*** Block opens ***

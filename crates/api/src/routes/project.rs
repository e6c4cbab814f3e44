//! Route definitions for the `/projects` resource.

use axum::routing::get;
use axum::Router;

use crate::handlers::project;
use crate::state::AppState;

/// Routes mounted at `/projects`.
///
/// ```text
/// GET    /        -> list       (auth required)
/// POST   /        -> create     (auth required)
/// DELETE /        -> delete     (auth required, body: { projectId })
/// GET    /{id}    -> get_by_id
/// ```
pub fn router() -> Router<AppState> {
    Router::new()
        .route(
            "/",
            get(project::list)
                .post(project::create)
                .delete(project::delete),
        )
        .route("/{id}", get(project::get_by_id))
}
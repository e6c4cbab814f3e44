//! Integration tests for the Postgres entity store.
//!
//! Exercises the repositories and the project services against a real
//! database:
//! - Creation cascade and list ordering
//! - Ordered multi-id lookups
//! - Push/pull on array columns
//! - Delete without child cascade
//! - Schema check constraints

use assert_matches::assert_matches;
use plotline_core::error::CoreError;
use plotline_core::model::{CreateProjectRequest, DeleteProjectRequest, NewProject, ProjectList};
use plotline_core::projects;
use plotline_core::seed;
use plotline_core::store::{EntityStore, StoreError, StoreOp};
use plotline_db::repositories::UserRepo;
use plotline_db::PgEntityStore;
use sqlx::PgPool;

// ---------------------------------------------------------------------------
// Helpers
// ---------------------------------------------------------------------------

fn create_request(user_id: i64, title: &str) -> CreateProjectRequest {
    CreateProjectRequest {
        creator_id: Some(user_id),
        title: Some(title.to_string()),
        description: Some("A story".to_string()),
        world: None,
    }
}

fn new_project(title: &str) -> NewProject {
    NewProject {
        title: title.to_string(),
        description: "A story".to_string(),
        world: seed::default_world(),
    }
}

// ---------------------------------------------------------------------------
// Cascade through the services
// ---------------------------------------------------------------------------

#[sqlx::test(migrations = "./migrations")]
async fn cascade_creates_and_links_seed_records(pool: PgPool) {
    let user = UserRepo::create(&pool, "ada").await.unwrap();
    let store = PgEntityStore::new(pool);

    let id = projects::create_project(&store, user.id, create_request(user.id, "Saga"))
        .await
        .unwrap();

    let detail = projects::get_project(&store, id).await.unwrap();
    assert_eq!(detail.plots.len(), 2);
    assert!(detail.plots[0].is_time_flag);
    assert_eq!(detail.plots[1].location.image_url, seed::CHAPTER_LOCATION_IMAGE);
    assert_eq!(detail.characters.len(), 1);
    assert_eq!(detail.world, seed::default_world());

    let owner = store.find_user(user.id).await.unwrap().unwrap();
    assert_eq!(owner.projects, vec![id]);
}

#[sqlx::test(migrations = "./migrations")]
async fn list_follows_owner_order(pool: PgPool) {
    let user = UserRepo::create(&pool, "ada").await.unwrap();
    let store = PgEntityStore::new(pool);
    let first = projects::create_project(&store, user.id, create_request(user.id, "One"))
        .await
        .unwrap();
    let second = projects::create_project(&store, user.id, create_request(user.id, "Two"))
        .await
        .unwrap();

    let listed = projects::list_projects(&store, user.id).await.unwrap();

    let titles: Vec<&str> = listed.iter().map(|p| p.title.as_str()).collect();
    assert_eq!(titles, vec!["One", "Two"]);
    assert_eq!(listed[0].id, first);
    assert_eq!(listed[1].id, second);
}

#[sqlx::test(migrations = "./migrations")]
async fn delete_unlinks_but_keeps_children(pool: PgPool) {
    let user = UserRepo::create(&pool, "ada").await.unwrap();
    let store = PgEntityStore::new(pool);
    let id = projects::create_project(&store, user.id, create_request(user.id, "Saga"))
        .await
        .unwrap();
    let project = store.find_project(id).await.unwrap().unwrap();

    projects::delete_project(
        &store,
        user.id,
        DeleteProjectRequest {
            project_id: Some(id),
        },
    )
    .await
    .unwrap();

    assert!(store.find_project(id).await.unwrap().is_none());
    assert!(store.find_user(user.id).await.unwrap().unwrap().projects.is_empty());
    assert_eq!(store.find_plots(&project.plots).await.unwrap().len(), 2);
}

#[sqlx::test(migrations = "./migrations")]
async fn delete_by_other_user_is_forbidden(pool: PgPool) {
    let ada = UserRepo::create(&pool, "ada").await.unwrap();
    let bob = UserRepo::create(&pool, "bob").await.unwrap();
    let store = PgEntityStore::new(pool);
    let id = projects::create_project(&store, ada.id, create_request(ada.id, "Saga"))
        .await
        .unwrap();

    let err = projects::delete_project(
        &store,
        bob.id,
        DeleteProjectRequest {
            project_id: Some(id),
        },
    )
    .await
    .unwrap_err();

    assert_matches!(err, CoreError::Forbidden(_));
    assert!(store.find_project(id).await.unwrap().is_some());
}

// ---------------------------------------------------------------------------
// Store primitives
// ---------------------------------------------------------------------------

#[sqlx::test(migrations = "./migrations")]
async fn find_plots_preserves_requested_order(pool: PgPool) {
    let store = PgEntityStore::new(pool);
    let a = store.create_plot(&seed::chapter_card()).await.unwrap();
    let b = store.create_plot(&seed::plot_card()).await.unwrap();

    let found = store.find_plots(&[b.id, 123_456, a.id]).await.unwrap();

    let ids: Vec<i64> = found.iter().map(|p| p.id).collect();
    assert_eq!(ids, vec![b.id, a.id]);
}

#[sqlx::test(migrations = "./migrations")]
async fn push_ref_appends_in_order(pool: PgPool) {
    let store = PgEntityStore::new(pool);
    let project = store.create_project(&new_project("Saga")).await.unwrap();

    assert!(store
        .push_project_ref(project.id, ProjectList::Characters, 10)
        .await
        .unwrap());
    assert!(store
        .push_project_ref(project.id, ProjectList::Characters, 11)
        .await
        .unwrap());

    let stored = store.find_project(project.id).await.unwrap().unwrap();
    assert_eq!(stored.characters, vec![10, 11]);
    assert!(stored.plots.is_empty());
}

#[sqlx::test(migrations = "./migrations")]
async fn push_ref_on_missing_project_returns_false(pool: PgPool) {
    let store = PgEntityStore::new(pool);
    assert!(!store
        .push_project_ref(999_999, ProjectList::Plots, 1)
        .await
        .unwrap());
}

#[sqlx::test(migrations = "./migrations")]
async fn pull_user_project_removes_id(pool: PgPool) {
    let user = UserRepo::create(&pool, "ada").await.unwrap();
    let store = PgEntityStore::new(pool);
    store.push_user_project(user.id, 1).await.unwrap();
    store.push_user_project(user.id, 2).await.unwrap();

    assert!(store.pull_user_project(user.id, 1).await.unwrap());

    let user = store.find_user(user.id).await.unwrap().unwrap();
    assert_eq!(user.projects, vec![2]);
}

#[sqlx::test(migrations = "./migrations")]
async fn delete_project_returns_removed_row(pool: PgPool) {
    let store = PgEntityStore::new(pool);
    let project = store.create_project(&new_project("Saga")).await.unwrap();

    let removed = store.delete_project(project.id).await.unwrap();
    assert_eq!(removed.map(|p| p.id), Some(project.id));
    assert!(store.delete_project(project.id).await.unwrap().is_none());
}

#[sqlx::test(migrations = "./migrations")]
async fn empty_title_violates_check_constraint(pool: PgPool) {
    let store = PgEntityStore::new(pool);

    let err = store.create_project(&new_project("")).await.unwrap_err();

    assert_matches!(
        err,
        StoreError::Backend {
            op: StoreOp::CreateProject,
            ..
        }
    );
}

*** Block closes ***

## Prompt
All records shown above are to be given again verbatim.

## Exercise answer
filename crates/api/src/routes/project.rs
repository e6c4cbab814f3e44
//! Route definitions for the `/projects` resource.

use axum::routing::get;
use axum::Router;

use crate::handlers::project;
use crate::state::AppState;

/// Routes mounted at `/projects`.
///
/// ```text
/// GET    /        -> list       (auth required)
/// POST   /        -> create     (auth required)
/// DELETE /        -> delete     (auth required, body: { projectId })
/// GET    /{id}    -> get_by_id
/// ```
pub fn router() -> Router<AppState> {
    Router::new()
        .route(
            "/",
            get(project::list)
                .post(project::create)
                .delete(project::delete),
        )
        .route("/{id}", get(project::get_by_id))
}
repository e6c4cbab814f3e44
//! Integration tests for the Postgres entity store.
//!
//! Exercises the repositories and the project services against a real
//! database:
//! - Creation cascade and list ordering
//! - Ordered multi-id lookups
//! - Push/pull on array columns
//! - Delete without child cascade
//! - Schema check constraints

use assert_matches::assert_matches;
use plotline_core::error::CoreError;
use plotline_core::model::{CreateProjectRequest, DeleteProjectRequest, NewProject, ProjectList};
use plotline_core::projects;
use plotline_core::seed;
use plotline_core::store::{EntityStore, StoreError, StoreOp};
use plotline_db::repositories::UserRepo;
use plotline_db::PgEntityStore;
use sqlx::PgPool;

// ---------------------------------------------------------------------------
// Helpers
// ---------------------------------------------------------------------------

fn create_request(user_id: i64, title: &str) -> CreateProjectRequest {
    CreateProjectRequest {
        creator_id: Some(user_id),
        title: Some(title.to_string()),
        description: Some("A story".to_string()),
        world: None,
    }
}

fn new_project(title: &str) -> NewProject {
    NewProject {
        title: title.to_string(),
        description: "A story".to_string(),
        world: seed::default_world(),
    }
}

// ---------------------------------------------------------------------------
// Cascade through the services
// ---------------------------------------------------------------------------

#[sqlx::test(migrations = "./migrations")]
async fn cascade_creates_and_links_seed_records(pool: PgPool) {
    let user = UserRepo::create(&pool, "ada").await.unwrap();
    let store = PgEntityStore::new(pool);

    let id = projects::create_project(&store, user.id, create_request(user.id, "Saga"))
        .await
        .unwrap();

    let detail = projects::get_project(&store, id).await.unwrap();
    assert_eq!(detail.plots.len(), 2);
    assert!(detail.plots[0].is_time_flag);
    assert_eq!(detail.plots[1].location.image_url, seed::CHAPTER_LOCATION_IMAGE);
    assert_eq!(detail.characters.len(), 1);
    assert_eq!(detail.world, seed::default_world());

    let owner = store.find_user(user.id).await.unwrap().unwrap();
    assert_eq!(owner.projects, vec![id]);
}

#[sqlx::test(migrations = "./migrations")]
async fn list_follows_owner_order(pool: PgPool) {
    let user = UserRepo::create(&pool, "ada").await.unwrap();
    let store = PgEntityStore::new(pool);
    let first = projects::create_project(&store, user.id, create_request(user.id, "One"))
        .await
        .unwrap();
    let second = projects::create_project(&store, user.id, create_request(user.id, "Two"))
        .await
        .unwrap();

    let listed = projects::list_projects(&store, user.id).await.unwrap();

    let titles: Vec<&str> = listed.iter().map(|p| p.title.as_str()).collect();
    assert_eq!(titles, vec!["One", "Two"]);
    assert_eq!(listed[0].id, first);
    assert_eq!(listed[1].id, second);
}

#[sqlx::test(migrations = "./migrations")]
async fn delete_unlinks_but_keeps_children(pool: PgPool) {
    let user = UserRepo::create(&pool, "ada").await.unwrap();
    let store = PgEntityStore::new(pool);
    let id = projects::create_project(&store, user.id, create_request(user.id, "Saga"))
        .await
        .unwrap();
    let project = store.find_project(id).await.unwrap().unwrap();

    projects::delete_project(
        &store,
        user.id,
        DeleteProjectRequest {
            project_id: Some(id),
        },
    )
    .await
    .unwrap();

    assert!(store.find_project(id).await.unwrap().is_none());
    assert!(store.find_user(user.id).await.unwrap().unwrap().projects.is_empty());
    assert_eq!(store.find_plots(&project.plots).await.unwrap().len(), 2);
}

#[sqlx::test(migrations = "./migrations")]
async fn delete_by_other_user_is_forbidden(pool: PgPool) {
    let ada = UserRepo::create(&pool, "ada").await.unwrap();
    let bob = UserRepo::create(&pool, "bob").await.unwrap();
    let store = PgEntityStore::new(pool);
    let id = projects::create_project(&store, ada.id, create_request(ada.id, "Saga"))
        .await
        .unwrap();

    let err = projects::delete_project(
        &store,
        bob.id,
        DeleteProjectRequest {
            project_id: Some(id),
        },
    )
    .await
    .unwrap_err();

    assert_matches!(err, CoreError::Forbidden(_));
    assert!(store.find_project(id).await.unwrap().is_some());
}

// ---------------------------------------------------------------------------
// Store primitives
// ---------------------------------------------------------------------------

#[sqlx::test(migrations = "./migrations")]
async fn find_plots_preserves_requested_order(pool: PgPool) {
    let store = PgEntityStore::new(pool);
    let a = store.create_plot(&seed::chapter_card()).await.unwrap();
    let b = store.create_plot(&seed::plot_card()).await.unwrap();

    let found = store.find_plots(&[b.id, 123_456, a.id]).await.unwrap();

    let ids: Vec<i64> = found.iter().map(|p| p.id).collect();
    assert_eq!(ids, vec![b.id, a.id]);
}

#[sqlx::test(migrations = "./migrations")]
async fn push_ref_appends_in_order(pool: PgPool) {
    let store = PgEntityStore::new(pool);
    let project = store.create_project(&new_project("Saga")).await.unwrap();

    assert!(store
        .push_project_ref(project.id, ProjectList::Characters, 10)
        .await
        .unwrap());
    assert!(store
        .push_project_ref(project.id, ProjectList::Characters, 11)
        .await
        .unwrap());

    let stored = store.find_project(project.id).await.unwrap().unwrap();
    assert_eq!(stored.characters, vec![10, 11]);
    assert!(stored.plots.is_empty());
}

#[sqlx::test(migrations = "./migrations")]
async fn push_ref_on_missing_project_returns_false(pool: PgPool) {
    let store = PgEntityStore::new(pool);
    assert!(!store
        .push_project_ref(999_999, ProjectList::Plots, 1)
        .await
        .unwrap());
}

#[sqlx::test(migrations = "./migrations")]
async fn pull_user_project_removes_id(pool: PgPool) {
    let user = UserRepo::create(&pool, "ada").await.unwrap();
    let store = PgEntityStore::new(pool);
    store.push_user_project(user.id, 1).await.unwrap();
    store.push_user_project(user.id, 2).await.unwrap();

    assert!(store.pull_user_project(user.id, 1).await.unwrap());

    let user = store.find_user(user.id).await.unwrap().unwrap();
    assert_eq!(user.projects, vec![2]);
}

#[sqlx::test(migrations = "./migrations")]
async fn delete_project_returns_removed_row(pool: PgPool) {
    let store = PgEntityStore::new(pool);
    let project = store.create_project(&new_project("Saga")).await.unwrap();

    let removed = store.delete_project(project.id).await.unwrap();
    assert_eq!(removed.map(|p| p.id), Some(project.id));
    assert!(store.delete_project(project.id).await.unwrap().is_none());
}

#[sqlx::test(migrations = "./migrations")]
async fn empty_title_violates_check_constraint(pool: PgPool) {
    let store = PgEntityStore::new(pool);

    let err = store.create_project(&new_project("")).await.unwrap_err();

    assert_matches!(
        err,
        StoreError::Backend {
            op: StoreOp::CreateProject,
            ..
        }
    );
}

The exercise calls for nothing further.